Pela primeira vez no Brasil, analisou-se o tratamento dado pelas distintas mídias do país às mulheres negras na última década, procurando compreender os variados papéis culturais construídos pelas mídias audiovisuais (TVs destacadamente), pelas mídias impressas que atingem diretamente os (as) agentes formadores (as) de opinião e finalmente pelas mídias eletrônicas e seu poder de  determinar os (as) incluídos (as) e os excluídos do novo sistema de circulação simbólica e de consumo.

Os seminários constituíram-se em espaços privilegiados para a reflexão sobre mulher negra e comunicação, por sua diversidade regional e por sua representatividade institucional. Assim, advindos das mais variadas regiões do país, profissionais da mídia representantes do movimento de mulheres, de universidades, de organizações não governamentais, especialistas em advocacy e estratégias de comunicação estiveram reunidos para tratar do tema.

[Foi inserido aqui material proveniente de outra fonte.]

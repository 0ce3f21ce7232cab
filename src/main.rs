use anyhow::Result;
use budget_tracker::cli::Cli;
use clap::Parser;

fn main() -> Result<()> {
    let cli = Cli::parse();
    cli.run()
}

Há um buraco negro entre a vida e a morteComo primeira experiência resultante dos seminários, realizamos em Salvador/BA- Bahia um curso de capacitação em comunicação, advocacy e novas tecnologias de informação destinado a mulheres negras de diversos movimentos (Associação de Empregadas Domésticas, Comunidades de Terreiro de Candomblé; do movimento de mulheres do Alto das Pombas; dos Blocos Afros (Ilê Ayê e Olodum, Muzenza); do Movimento de Homossexuais; do Movimento Negro e de Organizações específicas de Mulheres Negras, estudantes universitárias.

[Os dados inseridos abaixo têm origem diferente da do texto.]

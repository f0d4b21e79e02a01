// src/kubeconfig/types.rs
use serde::{Deserialize, Serialize};
use std::collections::BTreeMap;

#[derive(Debug, Clone, Serialize, Deserialize, PartialEq, Eq)]
#[serde(rename_all = "kebab-case")]
pub struct KubeConfig {
    pub api_version: String,
    pub clusters: Vec<NamedCluster>,
    pub contexts: Vec<NamedContext>,
    pub current_context: String,
    pub kind: String,
    #[serde(default)]
    pub preferences: BTreeMap<String, String>,
    pub users: Vec<NamedUser>,
}

#[derive(Debug, Clone, Serialize, Deserialize, PartialEq, Eq)]
pub struct NamedCluster {
    pub cluster: ClusterConfig,
    pub name: String,
}

#[derive(Debug, Clone, Serialize, Deserialize, PartialEq, Eq)]
#[serde(rename_all = "kebab-case")]
pub struct ClusterConfig {
    pub certificate_authority_data: String,
    pub server: String,
}

#[derive(Debug, Clone, Serialize, Deserialize, PartialEq, Eq)]
pub struct NamedContext {
    pub context: ContextConfig,
    pub name: String,
}

#[derive(Debug, Clone, Serialize, Deserialize, PartialEq, Eq)]
pub struct ContextConfig {
    pub cluster: String,
    pub user: String,
    #[serde(default, skip_serializing_if = "Option::is_none")]
    pub namespace: Option<String>,
}

#[derive(Debug, Clone, Serialize, Deserialize, PartialEq, Eq)]
pub struct NamedUser {
    pub name: String,
    pub user: UserConfig,
}

#[derive(Debug, Clone, Serialize, Deserialize, PartialEq, Eq)]
pub struct UserConfig {
    pub token: String,
}

/// Values substituted into a service account kubeconfig.
#[derive(Debug, Clone, PartialEq, Eq)]
pub struct ServiceAccountContext {
    pub alias: String,
    pub token: String,
    pub server: String,
    pub ca_data: String,
}

impl KubeConfig {
    /// Single cluster/context/user kubeconfig, everything named by the alias.
    pub fn for_service_account(sac: &ServiceAccountContext) -> Self {
        Self {
            api_version: "v1".to_string(),
            clusters: vec![NamedCluster {
                cluster: ClusterConfig {
                    certificate_authority_data: sac.ca_data.clone(),
                    server: sac.server.clone(),
                },
                name: sac.alias.clone(),
            }],
            contexts: vec![NamedContext {
                context: ContextConfig {
                    cluster: sac.alias.clone(),
                    user: sac.alias.clone(),
                    namespace: None,
                },
                name: sac.alias.clone(),
            }],
            current_context: sac.alias.clone(),
            kind: "Config".to_string(),
            preferences: BTreeMap::new(),
            users: vec![NamedUser {
                name: sac.alias.clone(),
                user: UserConfig {
                    token: sac.token.clone(),
                },
            }],
        }
    }
}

O curso foi coordenado pelo Geledés em parceria com o CNEGRA – Centro de Comunicação de Mulheres Negras (formado a partir dos seminários de Comunicação) e da Universidade Federal da Bahia e contou com o apoio financeiro da WACC e CESE.

Para o desenvolvimento dessa capacitação, foram criados instrumentais específicos como por exemplo uma cartilha, passo a passo, que desmistifica a Internet e decifra  os  complicados termos das novas tecnologias e desvendam que assombram as mulheres de movimentos comunitários, e as afastam daquilo que chamamos de o direito a ter direito.